### WORK INSTRUCTIONS
Below are records; reproduce exactly the lines from the one that has "with file context" through the one that has "impl fmt::Display for", ends included, and nothing more.

(PROVIDED ENTRIES begins)

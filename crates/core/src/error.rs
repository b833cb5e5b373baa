//! Error types for the joint BPE library.

use std::path::{Path, PathBuf};
use thiserror::Error;

/// Main error type for the joint BPE library.
#[derive(Error, Debug)]
pub enum BpeError {
    /// Invalid configuration, reported before any work starts
    #[error("Invalid configuration: {0}")]
    InvalidConfig(String),

    /// I/O error with file context
    #[error("I/O error for {path}: {err}")]
    Io {
        path: PathBuf,
        #[source]
        err: std::io::Error,
    },

    /// Malformed line in a merge-operations file
    #[error("Invalid merge rule at line {line}: '{content}'")]
    InvalidMerge { line: usize, content: String },

    /// Malformed `token frequency` line in a dictionary or vocabulary file
    #[error("Invalid entry at line {line}: '{content}'")]
    InvalidEntry { line: usize, content: String },

    /// JSON serialization/deserialization error
    #[error("JSON error: {0}")]
    Json(#[from] serde_json::Error),
}

impl BpeError {
    /// Wrap an I/O error with the path it happened on.
    pub fn io(path: impl AsRef<Path>, err: std::io::Error) -> Self {
        Self::Io {
            path: path.as_ref().to_path_buf(),
            err,
        }
    }
}

/// Result type alias for joint BPE operations.
pub type Result<T> = std::result::Result<T, BpeError>;
//! Format definitions for merge and vocabulary files.

use serde::{Deserialize, Serialize};
use std::fmt;

/// Prefix of the optional first line of a merge-operations file.
pub const VERSION_HEADER: &str = "#version:";

/// One line of a vocabulary file.
#[derive(Debug, Clone, PartialEq, Eq, Hash, Serialize, Deserialize)]
pub struct VocabEntry {
    /// Subword unit, with the separator suffix if it is not word-final
    pub unit: String,
    pub frequency: u64,
}

impl VocabEntry {
    pub fn new(unit: impl Into<String>, frequency: u64) -> Self {
        Self {
            unit: unit.into(),
            frequency,
        }
    }
}

impl fmt::Display for VocabEntry {
    fn fmt(&self, f: &mut fmt::Formatter<'_>) -> fmt::Result {
        write!(f, "{} {}", self.unit, self.frequency)
    }
}
//! Save functionality for learned merges and vocabularies.

use super::format::{VocabEntry, VERSION_HEADER};
use jointbpe_core::{BpeError, MergeList, Result};
use std::fs::File;
use std::io::{BufWriter, Write};
use std::path::Path;

/// Model saver - writes merge-operations and vocabulary files.
pub struct ModelSaver;

impl ModelSaver {
    /// Write merges with a version header, one `left right` per line.
    pub fn write_merges<W: Write>(writer: &mut W, merges: &MergeList) -> std::io::Result<()> {
        writeln!(writer, "{} {}", VERSION_HEADER, merges.version.as_str())?;
        for merge in merges.iter() {
            writeln!(writer, "{merge}")?;
        }
        Ok(())
    }

    /// Write vocabulary entries, one `unit frequency` per line.
    pub fn write_vocabulary<W: Write>(writer: &mut W, entries: &[VocabEntry]) -> std::io::Result<()> {
        for entry in entries {
            writeln!(writer, "{entry}")?;
        }
        Ok(())
    }

    /// Save merges to `path`, replacing any existing file.
    pub fn save_merges(path: &Path, merges: &MergeList) -> Result<()> {
        Self::save_with(path, |w| Self::write_merges(w, merges))
    }

    /// Save a vocabulary to `path`, replacing any existing file.
    pub fn save_vocabulary(path: &Path, entries: &[VocabEntry]) -> Result<()> {
        Self::save_with(path, |w| Self::write_vocabulary(w, entries))
    }

    fn save_with<F>(path: &Path, write: F) -> Result<()>
    where
        F: FnOnce(&mut BufWriter<File>) -> std::io::Result<()>,
    {
        let file = File::create(path).map_err(|e| BpeError::io(path, e))?;
        let mut writer = BufWriter::new(file);
        write(&mut writer)
            .and_then(|()| writer.flush())
            .map_err(|e| BpeError::io(path, e))
    }
}

#[cfg(test)]
mod tests {
    use super::*;
    use crate::io::ModelLoader;
    use jointbpe_core::{CodesVersion, MergeOp};

    #[test]
    fn test_write_merges() {
        let mut merges = MergeList::new(CodesVersion::V0_2);
        merges.push(MergeOp::new("l", "o"));
        merges.push(MergeOp::new("lo", "w</w>"));

        let mut buf = Vec::new();
        ModelSaver::write_merges(&mut buf, &merges).unwrap();
        assert_eq!(
            String::from_utf8(buf).unwrap(),
            "#version: 0.2\nl o\nlo w</w>\n"
        );
    }

    #[test]
    fn test_write_vocabulary() {
        let entries = vec![VocabEntry::new("low", 3), VocabEntry::new("e@@", 2)];
        let mut buf = Vec::new();
        ModelSaver::write_vocabulary(&mut buf, &entries).unwrap();
        assert_eq!(String::from_utf8(buf).unwrap(), "low 3\ne@@ 2\n");
    }

    #[test]
    fn test_save_and_load_files() {
        let dir = tempfile::tempdir().unwrap();
        let codes = dir.path().join("codes.bpe");
        let vocab = dir.path().join("vocab.txt");

        let mut merges = MergeList::default();
        merges.push(MergeOp::new("e", "s"));
        ModelSaver::save_merges(&codes, &merges).unwrap();
        assert_eq!(ModelLoader::load_merges(&codes).unwrap(), merges);

        let entries = vec![VocabEntry::new("es", 2)];
        ModelSaver::save_vocabulary(&vocab, &entries).unwrap();
        assert_eq!(ModelLoader::load_vocabulary(&vocab).unwrap(), entries);
    }

    #[test]
    fn test_save_into_missing_directory() {
        let dir = tempfile::tempdir().unwrap();
        let path = dir.path().join("missing").join("codes.bpe");
        let err = ModelSaver::save_merges(&path, &MergeList::default()).unwrap_err();
        assert!(matches!(err, BpeError::Io { .. }));
    }
}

(PROVIDED ENTRIES ends)

### YOUR SOLUTION
    /// I/O error with file context
    #[error("I/O error for {path}: {err}")]
    Io {
        path: PathBuf,
        #[source]
        err: std::io::Error,
    },

    /// Malformed line in a merge-operations file
    #[error("Invalid merge rule at line {line}: '{content}'")]
    InvalidMerge { line: usize, content: String },

    /// Malformed `token frequency` line in a dictionary or vocabulary file
    #[error("Invalid entry at line {line}: '{content}'")]
    InvalidEntry { line: usize, content: String },

    /// JSON serialization/deserialization error
    #[error("JSON error: {0}")]
    Json(#[from] serde_json::Error),
}

impl BpeError {
    /// Wrap an I/O error with the path it happened on.
    pub fn io(path: impl AsRef<Path>, err: std::io::Error) -> Self {
        Self::Io {
            path: path.as_ref().to_path_buf(),
            err,
        }
    }
}

/// Result type alias for joint BPE operations.
pub type Result<T> = std::result::Result<T, BpeError>;
//! Format definitions for merge and vocabulary files.

use serde::{Deserialize, Serialize};
use std::fmt;

/// Prefix of the optional first line of a merge-operations file.
pub const VERSION_HEADER: &str = "#version:";

/// One line of a vocabulary file.
#[derive(Debug, Clone, PartialEq, Eq, Hash, Serialize, Deserialize)]
pub struct VocabEntry {
    /// Subword unit, with the separator suffix if it is not word-final
    pub unit: String,
    pub frequency: u64,
}

impl VocabEntry {
    pub fn new(unit: impl Into<String>, frequency: u64) -> Self {
        Self {
            unit: unit.into(),
            frequency,
        }
    }
}

impl fmt::Display for VocabEntry {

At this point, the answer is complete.